RBR-TVBR News Analysis: As News Corp. CEO Rupert Murdoch tackles the scandal in London at the company’s News of the World paper of allegations of widespread voicemail-hacking from its journalists (which could jeopardize his plan to take over the British broadcaster BSkyB), there has been some discussion how the problems of News Corp. might have an impact upon its FCC licenses here in the states if the company is found guilty of criminal offenses in the U.K.
It’s a bit of a long shot to speculate, but we recall over 30 years ago, RKO General—then a major radio and TV owner—had three of its TV licenses revoked. The major reason involved the payment of bribes to foreign officials to win contracts for another division of RKO’s corporate parent—General Tire. The FCC stripped RKO of WNAC-TV’s Boston license on June 6, 1980, finding that RKO “lacked the requisite character” to be the station’s licensee. Factors in the decision were the reciprocal trade practices of the 1960s, false financial filings by RKO, and the gross misconduct admitted to by General Tire.
In the course of the WNAC-TV hearings, RKO had withheld evidence of General Tire’s misconduct, including the fact that the SEC had begun an investigation of the company in 1976. RKO also denied that it had improperly reported exchanges of broadcast time for various services, despite indications to the contrary in General Tire’s 1976 annual report. The FCC consequently found that RKO had displayed a “persistent lack of candor” regarding its own and General Tire’s misdeeds, thus threatening “the integrity of the Commission’s processes.” The FCC ruling meant that RKO lost the KHJ-TV LA and WOR-TV NYC licenses as well.
Meanwhile, News International chief Rebekah Brooks said more revelations may emerge in comments to News of the World staff: “Eventually it will come out why things went wrong and who is responsible. That will be another very difficult moment in this company’s history,” Brooks said on Friday, according to Sky News.
Murdoch has brushed off calls for Brooks to resign due to her editorship of News of the World at a time when many of the alleged hacking incidents were taking place. She denies knowing of the practice during her watch. Murdoch said on 7/9 she had his “total” support. “I’m not throwing innocent people under the bus.”

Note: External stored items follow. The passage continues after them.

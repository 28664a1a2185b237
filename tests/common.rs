// ABOUTME: Shared test utilities and setup functions for integration tests
// ABOUTME: Provides in-memory resources, stub LLM providers, and request helpers
//
// SPDX-License-Identifier: MIT OR Apache-2.0
// Copyright (c) 2025 Vitalis Health
#![allow(dead_code)]

//! Shared test utilities for `vitalis_server`
//!
//! Builds routers over the in-memory store with stub LLM providers so tests
//! exercise the REST surface without network access.

use async_trait::async_trait;
use axum::body::{to_bytes, Body};
use axum::Router;
use http::{Request, StatusCode};
use std::sync::{Arc, Once};
use tower::ServiceExt;
use uuid::Uuid;
use vitalis_core::errors::{AppError, AppResult};
use vitalis_core::models::UserProfile;
use vitalis_server::config::ServerConfig;
use vitalis_server::llm::{ChatRequest, ChatResponse, LlmProvider};
use vitalis_server::resources::ServerResources;
use vitalis_server::routes;
use vitalis_server::store::{MemoryStore, StoreProvider};

static INIT_LOGGER: Once = Once::new();

/// Initialize quiet logging for tests (call once per test process)
pub fn init_test_logging() {
    INIT_LOGGER.call_once(|| {
        let _ = tracing_subscriber::fmt()
            .with_max_level(tracing::Level::WARN)
            .with_test_writer()
            .try_init();
    });
}

/// Stub LLM provider returning a fixed reply
pub struct CannedLlm {
    /// Reply returned by every completion
    pub reply: String,
}

#[async_trait]
impl LlmProvider for CannedLlm {
    async fn complete(&self, _request: &ChatRequest) -> AppResult<ChatResponse> {
        Ok(ChatResponse {
            content: self.reply.clone(),
            model: "stub".to_owned(),
            usage: None,
        })
    }

    fn display_name(&self) -> &str {
        "stub"
    }

    fn default_model(&self) -> &str {
        "stub"
    }
}

/// Stub LLM provider that always fails, for degraded-path tests
pub struct FailingLlm;

#[async_trait]
impl LlmProvider for FailingLlm {
    async fn complete(&self, _request: &ChatRequest) -> AppResult<ChatResponse> {
        Err(AppError::external_service("llm", "connection refused"))
    }

    fn display_name(&self) -> &str {
        "failing"
    }

    fn default_model(&self) -> &str {
        "failing"
    }
}

/// Default test configuration (memory store, billing disabled)
pub fn test_config() -> Arc<ServerConfig> {
    Arc::new(ServerConfig {
        http_port: 0,
        environment: vitalis_server::config::Environment::Testing,
        log_level: vitalis_server::config::LogLevel::Warn,
        store: vitalis_server::config::StoreBackendConfig::Memory,
        billing: vitalis_server::config::BillingConfig {
            stripe_secret_key: None,
        },
        cors: vitalis_server::config::CorsConfig::default(),
    })
}

/// Build resources over a fresh in-memory store
pub fn test_resources(llm: Option<Arc<dyn LlmProvider>>) -> (Arc<ServerResources>, Arc<MemoryStore>) {
    init_test_logging();
    let store = Arc::new(MemoryStore::new());
    let resources = Arc::new(ServerResources::new(
        store.clone(),
        llm,
        None,
        test_config(),
    ));
    (resources, store)
}

/// Build the full application router over fresh resources
pub fn test_app(llm: Option<Arc<dyn LlmProvider>>) -> (Router, Arc<MemoryStore>) {
    let (resources, store) = test_resources(llm);
    (routes::router(resources), store)
}

/// Create a user in the store and return its id
pub async fn create_test_user(store: &MemoryStore) -> Uuid {
    let profile = UserProfile::new("athlete@example.com");
    let user_id = profile.id;
    store.create_user(&profile).await.unwrap();
    user_id
}

/// Captured response with eagerly read body
pub struct TestResponse {
    /// HTTP status
    pub status: StatusCode,
    /// Raw body bytes
    pub body: Vec<u8>,
    /// Response headers
    pub headers: http::HeaderMap,
}

impl TestResponse {
    /// Parse the body as JSON
    pub fn json(&self) -> serde_json::Value {
        serde_json::from_slice(&self.body).expect("response body was not JSON")
    }
}

/// Run a CORS preflight request against a path
pub async fn preflight(app: Router, uri: &str, method: &str) -> TestResponse {
    let request = Request::builder()
        .method("OPTIONS")
        .uri(uri)
        .header("origin", "https://app.example.com")
        .header("access-control-request-method", method)
        .body(Body::empty())
        .unwrap();
    let response = app.oneshot(request).await.expect("request failed");
    let status = response.status();
    let headers = response.headers().clone();
    let body = to_bytes(response.into_body(), usize::MAX)
        .await
        .expect("failed to read body")
        .to_vec();
    TestResponse {
        status,
        body,
        headers,
    }
}

/// Run one request through the router and read the full response
pub async fn send(
    app: Router,
    method: &str,
    uri: &str,
    body: Option<serde_json::Value>,
) -> TestResponse {
    let mut builder = Request::builder().method(method).uri(uri);
    let request = match body {
        Some(json) => {
            builder = builder.header("content-type", "application/json");
            builder.body(Body::from(json.to_string())).unwrap()
        }
        None => builder.body(Body::empty()).unwrap(),
    };

    let response = app.oneshot(request).await.expect("request failed");
    let status = response.status();
    let headers = response.headers().clone();
    let body = to_bytes(response.into_body(), usize::MAX)
        .await
        .expect("failed to read body")
        .to_vec();
    TestResponse {
        status,
        body,
        headers,
    }
}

RBR-TVBR observation: We in the industry tend to forget that the FCC has revoked the licenses of some major market TV stations for what were relatively small foreign criminal activities. The fact that News Corp. is moving quickly to address the situation—first by shutting down News of The World—would indicate the company and Murdoch are being as forthright as possible in working with authorities to get to the bottom of the mess. If the whole situation ends up not being handled properly from here on out—and there’s any evidence of cover-ups and lies from this point on—we might see the FCC get “interested.”